Please reproduce every record, keeping each one exactly as written.
########################################
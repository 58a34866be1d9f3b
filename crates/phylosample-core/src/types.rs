//! Core types for phylosample-core.
//!
//! This module defines the fundamental data structures shared across the
//! pipeline stages: the [`SequenceRecord`], its typed [`RecordDate`] and
//! [`NumDate`] annotations, and the transient [`SamplingState`] written by the
//! subsampler.

use chrono::{Datelike, NaiveDate};
use std::collections::BTreeMap;

/// Attribute key holding the strain name, which becomes the record id.
pub const STRAIN: &str = "strain";
/// Attribute key holding the raw collection date string.
pub const DATE: &str = "date";
/// Attribute key holding the original date string once it has been resolved.
pub const RAW_DATE: &str = "raw_date";

/// One biological sequence plus its metadata.
///
/// `attributes` holds the string fields produced by header parsing. The typed
/// date annotations live next to them rather than inside the map, so a
/// resolved date can never be confused with an unparsed string.
#[derive(Debug, Clone, PartialEq)]
pub struct SequenceRecord {
    /// Unique identifier. After header parsing this is the `strain` attribute.
    pub id: String,
    /// Raw header line (without the leading `>`), as supplied by the loader.
    pub description: String,
    /// Sequence characters.
    pub seq: String,
    /// Open string-to-string metadata mapping.
    pub attributes: BTreeMap<String, String>,
    /// Outcome of date normalisation.
    pub date: RecordDate,
    /// Fractional-year value(s) of `date`, set together with it.
    pub num_date: Option<NumDate>,
    /// Scores written during subsampling. Never serialised.
    pub sampling: SamplingState,
}

impl SequenceRecord {
    pub fn new(id: impl Into<String>, seq: impl Into<String>) -> Self {
        Self {
            id: id.into(),
            description: String::new(),
            seq: seq.into(),
            attributes: BTreeMap::new(),
            date: RecordDate::Missing,
            num_date: None,
            sampling: SamplingState::default(),
        }
    }

    pub fn with_description(mut self, description: impl Into<String>) -> Self {
        self.description = description.into();
        self
    }

    pub fn with_attribute(mut self, key: impl Into<String>, value: impl Into<String>) -> Self {
        self.attributes.insert(key.into(), value.into());
        self
    }

    pub fn attribute(&self, key: &str) -> Option<&str> {
        self.attributes.get(key).map(String::as_str)
    }

    /// The original date string, if the date has been resolved.
    pub fn raw_date(&self) -> Option<&str> {
        self.attribute(RAW_DATE)
    }
}

/// Result of normalising a record's `date` attribute.
#[derive(Debug, Clone, PartialEq, Eq, Default)]
pub enum RecordDate {
    /// No `date` attribute, or an empty one.
    #[default]
    Missing,
    /// No candidate format accepted the string; it is kept verbatim.
    Unparsed(String),
    /// A fully specified calendar date.
    Exact(NaiveDate),
    /// A partially specified date expanded to the range it may denote.
    Range { lower: NaiveDate, upper: NaiveDate },
}

impl RecordDate {
    /// The working calendar date: the date itself, or the lower end of a range.
    pub fn working_date(&self) -> Option<NaiveDate> {
        match self {
            RecordDate::Exact(date) => Some(*date),
            RecordDate::Range { lower, .. } => Some(*lower),
            RecordDate::Missing | RecordDate::Unparsed(_) => None,
        }
    }

    /// `true` for an exact date or a date range.
    pub fn is_resolved(&self) -> bool {
        self.working_date().is_some()
    }

    /// `(year, month)` of the working date.
    pub fn year_month(&self) -> Option<(i32, u32)> {
        self.working_date().map(|d| (d.year(), d.month()))
    }
}

/// Fractional-year representation of a [`RecordDate`].
#[derive(Debug, Clone, Copy, PartialEq)]
pub enum NumDate {
    Point(f64),
    Interval([f64; 2]),
}

impl NumDate {
    /// Lower end of the value (the point itself for [`NumDate::Point`]).
    pub fn min(&self) -> f64 {
        match self {
            NumDate::Point(v) => *v,
            NumDate::Interval([lo, _]) => *lo,
        }
    }

    pub fn max(&self) -> f64 {
        match self {
            NumDate::Point(v) => *v,
            NumDate::Interval([_, hi]) => *hi,
        }
    }
}

/// Transient scores attached to a record by the subsampler.
#[derive(Debug, Clone, Copy, PartialEq, Default)]
pub struct SamplingState {
    /// Priority assigned by the configured priority strategy.
    pub priority: Option<f64>,
    /// `min(1.0, bucket_size / threshold)` for the record's category.
    pub under_sampling: Option<f64>,
}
########################################
Answer to this problem →
repository 58a34866be1d9f3b
filename crates/phylosample-core/src/types.rs
//! Core types for phylosample-core.
//!
//! This module defines the fundamental data structures shared across the
//! pipeline stages: the [`SequenceRecord`], its typed [`RecordDate`] and
//! [`NumDate`] annotations, and the transient [`SamplingState`] written by the
//! subsampler.

use chrono::{Datelike, NaiveDate};
use std::collections::BTreeMap;

/// Attribute key holding the strain name, which becomes the record id.
pub const STRAIN: &str = "strain";
/// Attribute key holding the raw collection date string.
pub const DATE: &str = "date";
/// Attribute key holding the original date string once it has been resolved.
pub const RAW_DATE: &str = "raw_date";

/// One biological sequence plus its metadata.
///
/// `attributes` holds the string fields produced by header parsing. The typed
/// date annotations live next to them rather than inside the map, so a
/// resolved date can never be confused with an unparsed string.
#[derive(Debug, Clone, PartialEq)]
pub struct SequenceRecord {
    /// Unique identifier. After header parsing this is the `strain` attribute.
    pub id: String,
    /// Raw header line (without the leading `>`), as supplied by the loader.
    pub description: String,
    /// Sequence characters.
    pub seq: String,
    /// Open string-to-string metadata mapping.
    pub attributes: BTreeMap<String, String>,
    /// Outcome of date normalisation.
    pub date: RecordDate,
    /// Fractional-year value(s) of `date`, set together with it.
    pub num_date: Option<NumDate>,
    /// Scores written during subsampling. Never serialised.
    pub sampling: SamplingState,
}

impl SequenceRecord {
    pub fn new(id: impl Into<String>, seq: impl Into<String>) -> Self {
        Self {
            id: id.into(),
            description: String::new(),
            seq: seq.into(),
            attributes: BTreeMap::new(),
            date: RecordDate::Missing,
            num_date: None,
            sampling: SamplingState::default(),
        }
    }

    pub fn with_description(mut self, description: impl Into<String>) -> Self {
        self.description = description.into();
        self
    }

    pub fn with_attribute(mut self, key: impl Into<String>, value: impl Into<String>) -> Self {
        self.attributes.insert(key.into(), value.into());
        self
    }

    pub fn attribute(&self, key: &str) -> Option<&str> {
        self.attributes.get(key).map(String::as_str)
    }

    /// The original date string, if the date has been resolved.
    pub fn raw_date(&self) -> Option<&str> {
        self.attribute(RAW_DATE)
    }
}

/// Result of normalising a record's `date` attribute.
#[derive(Debug, Clone, PartialEq, Eq, Default)]
pub enum RecordDate {
    /// No `date` attribute, or an empty one.
    #[default]
    Missing,
    /// No candidate format accepted the string; it is kept verbatim.
    Unparsed(String),
    /// A fully specified calendar date.
    Exact(NaiveDate),
    /// A partially specified date expanded to the range it may denote.
    Range { lower: NaiveDate, upper: NaiveDate },
}

impl RecordDate {
    /// The working calendar date: the date itself, or the lower end of a range.
    pub fn working_date(&self) -> Option<NaiveDate> {
        match self {
            RecordDate::Exact(date) => Some(*date),
            RecordDate::Range { lower, .. } => Some(*lower),
            RecordDate::Missing | RecordDate::Unparsed(_) => None,
        }
    }

    /// `true` for an exact date or a date range.
    pub fn is_resolved(&self) -> bool {
        self.working_date().is_some()
    }

    /// `(year, month)` of the working date.
    pub fn year_month(&self) -> Option<(i32, u32)> {
        self.working_date().map(|d| (d.year(), d.month()))
    }
}

/// Fractional-year representation of a [`RecordDate`].
#[derive(Debug, Clone, Copy, PartialEq)]
pub enum NumDate {
    Point(f64),
    Interval([f64; 2]),
}

impl NumDate {
    /// Lower end of the value (the point itself for [`NumDate::Point`]).
    pub fn min(&self) -> f64 {
        match self {
            NumDate::Point(v) => *v,
            NumDate::Interval([lo, _]) => *lo,
        }
    }

    pub fn max(&self) -> f64 {
        match self {
            NumDate::Point(v) => *v,
            NumDate::Interval([_, hi]) => *hi,
        }
    }
}

/// Transient scores attached to a record by the subsampler.
#[derive(Debug, Clone, Copy, PartialEq, Default)]
pub struct SamplingState {
    /// Priority assigned by the configured priority strategy.
    pub priority: Option<f64>,
    /// `min(1.0, bucket_size / threshold)` for the record's category.
    pub under_sampling: Option<f64>,
}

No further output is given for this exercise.